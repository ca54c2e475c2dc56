//! Policy-based authorization.
//!
//! Rules are (subject, domain, object, action) tuples plus (member, group)
//! edges. A request is allowed when any rule matches the subject or one of
//! the groups it reaches transitively. There are no deny rules.

pub mod client;
pub mod enforcer;
pub mod file_adapter;
pub mod loader;
pub mod provider;
pub mod store;

pub use client::AuthorizationClient;
pub use enforcer::Enforcer;
pub use file_adapter::FilePolicyAdapter;
pub use loader::{LoadReport, ensure_builtin_groups, load_into, parse_policy_csv, render_policy_csv};
pub use provider::AuthorizationProvider;
pub use store::{PolicySet, PolicyStore};
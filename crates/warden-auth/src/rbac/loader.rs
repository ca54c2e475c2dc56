//! Policy CSV source format.
//!
//! One rule per record, comma separated, fields trimmed, standard CSV
//! quoting for fields that contain commas or quotes:
//!
//! ```text
//! # comment
//! p, alice, blog, post1, edit
//! p, editors, blog, *, edit
//! p, alice, blog, -, create
//! p, alice, blog, "post,2", edit
//! g, alice, editors
//! ```
//!
//! Blank lines, records whose first field is empty, and `#` comments are
//! skipped. An unknown tag or a wrong field count fails the whole load.

use csv::{ReaderBuilder, StringRecord, Trim, WriterBuilder};
use tracing::info;

use warden_core::context::{ANONYMOUS, UNAUTHENTICATED};
use warden_core::error::{AppError, ErrorKind};
use warden_core::result::AppResult;
use warden_database::traits::PolicySnapshot;
use warden_entity::policy::{GroupingRule, PolicyRule};

use super::enforcer::Enforcer;

/// Counts of rules actually added by [`load_into`].
#[derive(Debug, Clone, Copy, Default, PartialEq, Eq)]
pub struct LoadReport {
    /// New policy rules.
    pub policies_added: usize,
    /// New grouping edges.
    pub groupings_added: usize,
    /// Rules that were already present.
    pub unchanged: usize,
}

/// Parses policy CSV text into rules, in file order.
pub fn parse_policy_csv(content: &str) -> AppResult<PolicySnapshot> {
    let mut reader = ReaderBuilder::new()
        .has_headers(false)
        .flexible(true)
        .trim(Trim::All)
        .comment(Some(b'#'))
        .from_reader(content.as_bytes());
    let mut snapshot = PolicySnapshot::default();

    for result in reader.records() {
        let record = result.map_err(|e| {
            let line = e.position().map_or(0, |p| p.line());
            AppError::with_source(
                ErrorKind::Validation,
                format!("Malformed policy record on line {line}: {e}"),
                e,
            )
        })?;
        let line_no = record.position().map_or(0, |p| p.line());

        let tag = record.get(0).unwrap_or_default();
        if tag.is_empty() || tag.starts_with('#') {
            continue;
        }

        match tag {
            "p" => {
                let [subject, domain, object, action] = rule_fields::<4>(&record, line_no, tag)?;
                snapshot
                    .policies
                    .push(PolicyRule::new(subject, domain, Some(object), action));
            }
            "g" => {
                let [member, group] = rule_fields::<2>(&record, line_no, tag)?;
                snapshot.groupings.push(GroupingRule::new(member, group));
            }
            other => {
                return Err(AppError::validation(format!(
                    "Unknown policy type '{other}' on line {line_no}"
                )));
            }
        }
    }

    Ok(snapshot)
}

fn rule_fields<'a, const N: usize>(
    record: &'a StringRecord,
    line_no: u64,
    tag: &str,
) -> AppResult<[&'a str; N]> {
    let fields: Vec<&str> = record.iter().skip(1).collect();
    let values: [&str; N] = fields.as_slice().try_into().map_err(|_| {
        AppError::validation(format!(
            "Rule '{tag}' on line {line_no} needs {N} fields, found {}",
            fields.len()
        ))
    })?;
    if values.iter().any(|v| v.is_empty()) {
        return Err(AppError::validation(format!(
            "Rule '{tag}' on line {line_no} has an empty field"
        )));
    }
    Ok(values)
}

/// Renders rules in the format read by [`parse_policy_csv`].
pub fn render_policy_csv(snapshot: &PolicySnapshot) -> AppResult<String> {
    let mut writer = WriterBuilder::new()
        .has_headers(false)
        .flexible(true)
        .from_writer(Vec::new());

    for rule in &snapshot.policies {
        let [subject, domain, object, action] = rule.fields();
        writer
            .write_record(["p", subject, domain, object, action])
            .map_err(render_error)?;
    }
    for rule in &snapshot.groupings {
        writer
            .write_record(["g", rule.member.as_str(), rule.group.as_str()])
            .map_err(render_error)?;
    }

    let bytes = writer
        .into_inner()
        .map_err(|e| AppError::from(e.into_error()))?;
    String::from_utf8(bytes)
        .map_err(|e| AppError::with_source(ErrorKind::Internal, "Rendered policy is not UTF-8", e))
}

fn render_error(err: csv::Error) -> AppError {
    AppError::with_source(
        ErrorKind::Internal,
        format!("Failed to render policy rules: {err}"),
        err,
    )
}

/// Parses `content` and adds every rule not already present.
///
/// Parsing completes before anything is written, so a malformed file
/// changes nothing.
pub async fn load_into(enforcer: &Enforcer, content: &str) -> AppResult<LoadReport> {
    let snapshot = parse_policy_csv(content)?;
    let mut report = LoadReport::default();

    for rule in snapshot.policies {
        if enforcer.add_policy(rule).await? {
            report.policies_added += 1;
        } else {
            report.unchanged += 1;
        }
    }
    for rule in snapshot.groupings {
        if enforcer.add_grouping_policy(rule).await? {
            report.groupings_added += 1;
        } else {
            report.unchanged += 1;
        }
    }

    info!(
        policies_added = report.policies_added,
        groupings_added = report.groupings_added,
        unchanged = report.unchanged,
        "Policy source loaded"
    );
    Ok(report)
}

/// Places the anonymous subject in the unauthenticated group.
///
/// Returns whether the edge was added.
pub async fn ensure_builtin_groups(enforcer: &Enforcer) -> AppResult<bool> {
    enforcer
        .add_grouping_policy(GroupingRule::new(ANONYMOUS, UNAUTHENTICATED))
        .await
}

#[cfg(test)]
mod tests {
    use std::sync::Arc;

    use super::*;
    use warden_database::memory::MemoryPolicyAdapter;
    use warden_entity::policy::OBJECT_NONE;

    const SAMPLE: &str = "\
# blog rules
p, alice, blog, post1, edit

p,editors , blog,*,edit
p, alice, blog, -, create
,ignored, line
g, alice, editors
";

    #[test]
    fn test_parse_sample() {
        let snapshot = parse_policy_csv(SAMPLE).unwrap();
        assert_eq!(snapshot.policies.len(), 3);
        assert_eq!(snapshot.policies[1], PolicyRule::new("editors", "blog", Some("*"), "edit"));
        assert_eq!(snapshot.policies[2].object, OBJECT_NONE);
        assert_eq!(snapshot.groupings, vec![GroupingRule::new("alice", "editors")]);
    }

    #[test]
    fn test_unknown_tag_fails_with_line() {
        let err = parse_policy_csv("p, a, d, -, x\nx, a, b\n").unwrap_err();
        assert_eq!(err.kind, ErrorKind::Validation);
        assert!(err.message.contains("line 2"), "{}", err.message);
    }

    #[test]
    fn test_wrong_arity_fails() {
        assert!(parse_policy_csv("p, a, d, x").is_err());
        assert!(parse_policy_csv("g, a").is_err());
        assert!(parse_policy_csv("g, a, b, c").is_err());
        assert!(parse_policy_csv("p, a, , -, x").is_err());
    }

    #[test]
    fn test_render_parses_back() {
        let snapshot = parse_policy_csv(SAMPLE).unwrap();
        let rendered = render_policy_csv(&snapshot).unwrap();
        assert!(rendered.starts_with("p,alice,blog,post1,edit\n"));
        assert_eq!(parse_policy_csv(&rendered).unwrap(), snapshot);
    }

    #[test]
    fn test_quoted_fields() {
        let snapshot = parse_policy_csv("p, alice, blog, \"post,1\", edit\n  # indented\n").unwrap();
        assert_eq!(
            snapshot.policies,
            vec![PolicyRule::new("alice", "blog", Some("post,1"), "edit")]
        );

        let rendered = render_policy_csv(&snapshot).unwrap();
        assert_eq!(rendered, "p,alice,blog,\"post,1\",edit\n");
        assert_eq!(parse_policy_csv(&rendered).unwrap(), snapshot);
    }

    #[test]
    fn test_unterminated_quote_fails() {
        let err = parse_policy_csv("g, a, b\np, a, d, \"x, y\n").unwrap_err();
        assert_eq!(err.kind, ErrorKind::Validation);
        assert!(err.message.contains("line 2"), "{}", err.message);
    }

    #[tokio::test]
    async fn test_load_is_idempotent() {
        let enforcer = Enforcer::from_adapter(Arc::new(MemoryPolicyAdapter::new()))
            .await
            .unwrap();

        let first = load_into(&enforcer, SAMPLE).await.unwrap();
        assert_eq!(first.policies_added, 3);
        assert_eq!(first.groupings_added, 1);

        let second = load_into(&enforcer, SAMPLE).await.unwrap();
        assert_eq!(second.policies_added, 0);
        assert_eq!(second.unchanged, 4);
        assert_eq!(enforcer.policies().await.len(), 3);
    }

    #[tokio::test]
    async fn test_malformed_source_changes_nothing() {
        let enforcer = Enforcer::from_adapter(Arc::new(MemoryPolicyAdapter::new()))
            .await
            .unwrap();
        assert!(load_into(&enforcer, "p, a, d, -, x\nq, nope\n").await.is_err());
        assert!(enforcer.policies().await.is_empty());
    }

    #[tokio::test]
    async fn test_builtin_groups() {
        let enforcer = Enforcer::from_adapter(Arc::new(MemoryPolicyAdapter::new()))
            .await
            .unwrap();
        assert!(ensure_builtin_groups(&enforcer).await.unwrap());
        assert!(!ensure_builtin_groups(&enforcer).await.unwrap());
        assert_eq!(enforcer.groups_for(ANONYMOUS).await, vec![UNAUTHENTICATED]);
    }
}
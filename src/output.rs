//! Table and JSON output formatting for CLI commands.

use serde::Serialize;
use tabled::{Table, Tabled};

/// Output format selection
#[derive(Debug, Clone, Copy, Default, PartialEq, Eq, clap::ValueEnum)]
pub enum OutputFormat {
    /// Human-readable table
    #[default]
    Table,
    /// JSON output
    Json,
}

/// Print a list of items in the selected format
pub fn print_list<T: Serialize + Tabled>(items: &[T], format: OutputFormat) {
    match format {
        OutputFormat::Table => {
            if items.is_empty() {
                println!("No results found.");
            } else {
                println!("{}", Table::new(items));
            }
        }
        OutputFormat::Json => {
            let json = serde_json::to_string_pretty(items).unwrap_or_else(|_| "[]".to_string());
            println!("{json}");
        }
    }
}

/// Print a single record: key-value lines for tables, an object for JSON.
pub fn print_record(fields: &[(&str, String)], format: OutputFormat) {
    match format {
        OutputFormat::Table => {
            for (key, value) in fields {
                print_kv(key, value);
            }
        }
        OutputFormat::Json => {
            let object: serde_json::Map<String, serde_json::Value> = fields
                .iter()
                .map(|(k, v)| (k.to_string(), serde_json::Value::String(v.clone())))
                .collect();
            let json = serde_json::to_string_pretty(&object).unwrap_or_else(|_| "{}".to_string());
            println!("{json}");
        }
    }
}

/// Print a success message
pub fn print_success(msg: &str) {
    println!("✓ {msg}");
}

/// Print a warning message
pub fn print_warning(msg: &str) {
    println!("⚠ {msg}");
}

/// Print an error message
pub fn print_error(msg: &str) {
    eprintln!("✗ {msg}");
}

/// Print a key-value pair
fn print_kv(key: &str, value: &str) {
    println!("  {:<16} {}", format!("{key}:"), value);
}
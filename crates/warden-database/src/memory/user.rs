//! In-memory user repository.

use async_trait::async_trait;
use dashmap::DashMap;
use dashmap::mapref::entry::Entry;
use uuid::Uuid;

use warden_core::error::AppError;
use warden_core::result::AppResult;
use warden_entity::user::User;

use crate::traits::UserRepository;

/// User storage held in memory.
#[derive(Debug, Default)]
pub struct MemoryUserRepository {
    /// Users by id.
    users: DashMap<Uuid, User>,
    /// Username → id; doubles as the uniqueness constraint.
    usernames: DashMap<String, Uuid>,
}

impl MemoryUserRepository {
    /// Create an empty repository.
    pub fn new() -> Self {
        Self::default()
    }

    /// Number of stored users.
    pub fn len(&self) -> usize {
        self.users.len()
    }

    /// Whether no users are stored.
    pub fn is_empty(&self) -> bool {
        self.users.is_empty()
    }
}

#[async_trait]
impl UserRepository for MemoryUserRepository {
    async fn insert(&self, user: &User) -> AppResult<()> {
        match self.usernames.entry(user.username.clone()) {
            Entry::Occupied(_) => Err(AppError::already_exists(format!(
                "user with username '{}' already exists",
                user.username
            ))),
            Entry::Vacant(slot) => {
                self.users.insert(user.id, user.clone());
                slot.insert(user.id);
                Ok(())
            }
        }
    }

    async fn find(&self, id: Uuid) -> AppResult<Option<User>> {
        Ok(self.users.get(&id).map(|u| u.value().clone()))
    }

    async fn find_by_username(&self, username: &str) -> AppResult<Option<User>> {
        let Some(id) = self.usernames.get(username).map(|e| *e.value()) else {
            return Ok(None);
        };
        Ok(self.users.get(&id).map(|u| u.value().clone()))
    }

    async fn list_usernames(&self) -> AppResult<Vec<String>> {
        Ok(self.usernames.iter().map(|e| e.key().clone()).collect())
    }
}

#[cfg(test)]
mod tests {
    use super::*;
    use warden_core::error::ErrorKind;

    #[tokio::test]
    async fn test_insert_and_find() {
        let repo = MemoryUserRepository::new();
        let user = User::new("alice", "hash");
        repo.insert(&user).await.unwrap();

        assert_eq!(repo.find(user.id).await.unwrap(), Some(user.clone()));
        assert_eq!(repo.find_by_username("alice").await.unwrap(), Some(user));
        assert_eq!(repo.find_by_username("Alice").await.unwrap(), None);
    }

    #[tokio::test]
    async fn test_duplicate_username_rejected() {
        let repo = MemoryUserRepository::new();
        repo.insert(&User::new("alice", "h1")).await.unwrap();

        let err = repo.insert(&User::new("alice", "h2")).await.unwrap_err();
        assert_eq!(err.kind, ErrorKind::AlreadyExists);
        assert_eq!(repo.len(), 1);
    }

    #[tokio::test]
    async fn test_list_usernames() {
        let repo = MemoryUserRepository::new();
        repo.insert(&User::new("alice", "h")).await.unwrap();
        repo.insert(&User::new("bob", "h")).await.unwrap();

        let mut names = repo.list_usernames().await.unwrap();
        names.sort();
        assert_eq!(names, vec!["alice".to_string(), "bob".to_string()]);
    }
}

⁂

What the task requires:
Filter the entries above down to the lines that contain "PolicyRule".

Response to this exercise:
use warden_entity::policy::{GroupingRule, PolicyRule};
                    .push(PolicyRule::new(subject, domain, Some(object), action));
        assert_eq!(snapshot.policies[1], PolicyRule::new("editors", "blog", Some("*"), "edit"));
            vec![PolicyRule::new("alice", "blog", Some("post,1"), "edit")]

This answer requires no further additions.